> [Problem to work on]:
Line filter on the word "other": copy each matching line from the entries.

*** Records for processing ***

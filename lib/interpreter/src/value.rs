use std::fmt::{self, Display, Formatter};
use std::rc::Rc;

use parser::LiteralValue;

use crate::callable::Callable;

#[derive(Debug, Clone)]
pub enum Value {
    Number(f64),
    Str(String),
    Bool(bool),
    Nil,
    Callable(Rc<dyn Callable>),
}

impl Value {
    /// `nil` and `false` are falsy, everything else is truthy.
    pub fn is_truthy(&self) -> bool {
        match self {
            Value::Nil => false,
            Value::Bool(b) => *b,
            _ => true,
        }
    }

    /// Equality without any coercion between types.
    pub fn eq_in_lox(&self, other: &Self) -> bool {
        match (self, other) {
            (Value::Nil, Value::Nil) => true,
            (Value::Number(l), Value::Number(r)) => l == r,
            (Value::Str(l), Value::Str(r)) => l == r,
            (Value::Bool(l), Value::Bool(r)) => l == r,
            (Value::Callable(l), Value::Callable(r)) => Rc::ptr_eq(l, r),
            _ => false,
        }
    }
}

impl PartialEq for Value {
    fn eq(&self, other: &Self) -> bool {
        self.eq_in_lox(other)
    }
}

impl Display for Value {
    fn fmt(&self, f: &mut Formatter<'_>) -> fmt::Result {
        match self {
            Value::Number(n) if n.is_nan() => write!(f, "NaN"),
            Value::Number(n) if n.is_infinite() => {
                write!(f, "{}Infinity", if n.is_sign_negative() { "-" } else { "" })
            }
            Value::Number(n) => write!(f, "{}", n),
            Value::Str(s) => write!(f, "{}", s),
            Value::Bool(b) => write!(f, "{}", b),
            Value::Nil => write!(f, "nil"),
            Value::Callable(c) => write!(f, "{}", c),
        }
    }
}

impl From<&LiteralValue> for Value {
    fn from(literal: &LiteralValue) -> Self {
        match literal {
            LiteralValue::Number(n) => Value::Number(*n),
            LiteralValue::Str(s) => Value::Str(s.clone()),
            LiteralValue::Boolean(b) => Value::Bool(*b),
            LiteralValue::Nil => Value::Nil,
        }
    }
}

impl From<f64> for Value {
    fn from(n: f64) -> Self {
        Value::Number(n)
    }
}

impl From<String> for Value {
    fn from(s: String) -> Self {
        Value::Str(s)
    }
}

impl From<&str> for Value {
    fn from(s: &str) -> Self {
        Value::Str(s.to_string())
    }
}

impl From<bool> for Value {
    fn from(b: bool) -> Self {
        Value::Bool(b)
    }
}

#[cfg(test)]
mod tests {
    use pretty_assertions::assert_eq;

    use super::*;
    use crate::callable::NativeFunction;

    #[test]
    fn truthiness() {
        assert!(!Value::Nil.is_truthy());
        assert!(!Value::Bool(false).is_truthy());
        assert!(Value::Bool(true).is_truthy());
        assert!(Value::Number(0.0).is_truthy());
        assert!(Value::from("").is_truthy());
    }

    #[test]
    fn equality_does_not_coerce() {
        assert_eq!(Value::Nil, Value::Nil);
        assert_ne!(Value::Nil, Value::Bool(false));
        assert_ne!(Value::Number(1.0), Value::from("1"));
        assert_ne!(Value::Number(0.0), Value::Bool(false));
        assert_eq!(Value::from("a"), Value::from("a".to_string()));
    }

    #[test]
    fn callables_are_equal_only_to_themselves() {
        let f: Rc<dyn Callable> = Rc::new(NativeFunction::new("f", 0, |_| Ok(Value::Nil)));
        let g: Rc<dyn Callable> = Rc::new(NativeFunction::new("f", 0, |_| Ok(Value::Nil)));
        assert_eq!(Value::Callable(f.clone()), Value::Callable(f.clone()));
        assert_ne!(Value::Callable(f), Value::Callable(g));
    }

    #[test]
    fn display() {
        assert_eq!(Value::Number(3.0).to_string(), "3");
        assert_eq!(Value::Number(2.5).to_string(), "2.5");
        assert_eq!(Value::Number(-0.5).to_string(), "-0.5");
        assert_eq!(Value::Number(1.0 / 0.0).to_string(), "Infinity");
        assert_eq!(Value::Number(-1.0 / 0.0).to_string(), "-Infinity");
        assert_eq!(Value::Number(0.0 / 0.0).to_string(), "NaN");
        assert_eq!(Value::from("hi").to_string(), "hi");
        assert_eq!(Value::Bool(true).to_string(), "true");
        assert_eq!(Value::Nil.to_string(), "nil");
    }
}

*** End of Records for processing ***

> [Response]:
    pub fn eq_in_lox(&self, other: &Self) -> bool {
        match (self, other) {
    fn eq(&self, other: &Self) -> bool {
        self.eq_in_lox(other)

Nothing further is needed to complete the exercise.